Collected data
==================================================
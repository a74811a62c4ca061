use std::path::Path;

const DEFAULT_MIME: &str = "application/octet-stream";

// Extension table, roughly by how often each type is served. The list is
// short enough that a scan beats hashing.
const MIME_TABLE: &[(&str, &str)] = &[
    ("html", "text/html; charset=utf-8"),
    ("htm", "text/html; charset=utf-8"),
    ("css", "text/css"),
    ("js", "application/javascript"),
    ("json", "application/json"),
    ("png", "image/png"),
    ("jpg", "image/jpeg"),
    ("jpeg", "image/jpeg"),
    ("gif", "image/gif"),
    ("svg", "image/svg+xml"),
    ("ico", "image/x-icon"),
    ("txt", "text/plain; charset=utf-8"),
    ("xml", "application/xml"),
    ("pdf", "application/pdf"),
    ("woff", "font/woff"),
    ("woff2", "font/woff2"),
    ("ttf", "font/ttf"),
    ("eot", "application/vnd.ms-fontobject"),
    ("wasm", "application/wasm"),
];

/// Content type for a filesystem path, by extension. Extensions compare
/// case-insensitively; anything unrecognized serves as raw bytes.
pub fn mime_type_for(path: &Path) -> &'static str {
    let ext = match path.extension().and_then(|e| e.to_str()) {
        Some(ext) => ext.to_ascii_lowercase(),
        None => return DEFAULT_MIME,
    };
    MIME_TABLE
        .iter()
        .find(|(e, _)| *e == ext)
        .map(|(_, mime)| *mime)
        .unwrap_or(DEFAULT_MIME)
}

/// String-path convenience used by the response builders and tests.
pub fn mime_type(path: &str) -> &'static str {
    mime_type_for(Path::new(path))
}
==================================================
Prompt
Whenever "html" occurs in a line of the entries, copy that line.

Expected output
    ("html", "text/html; charset=utf-8"),
    ("htm", "text/html; charset=utf-8"),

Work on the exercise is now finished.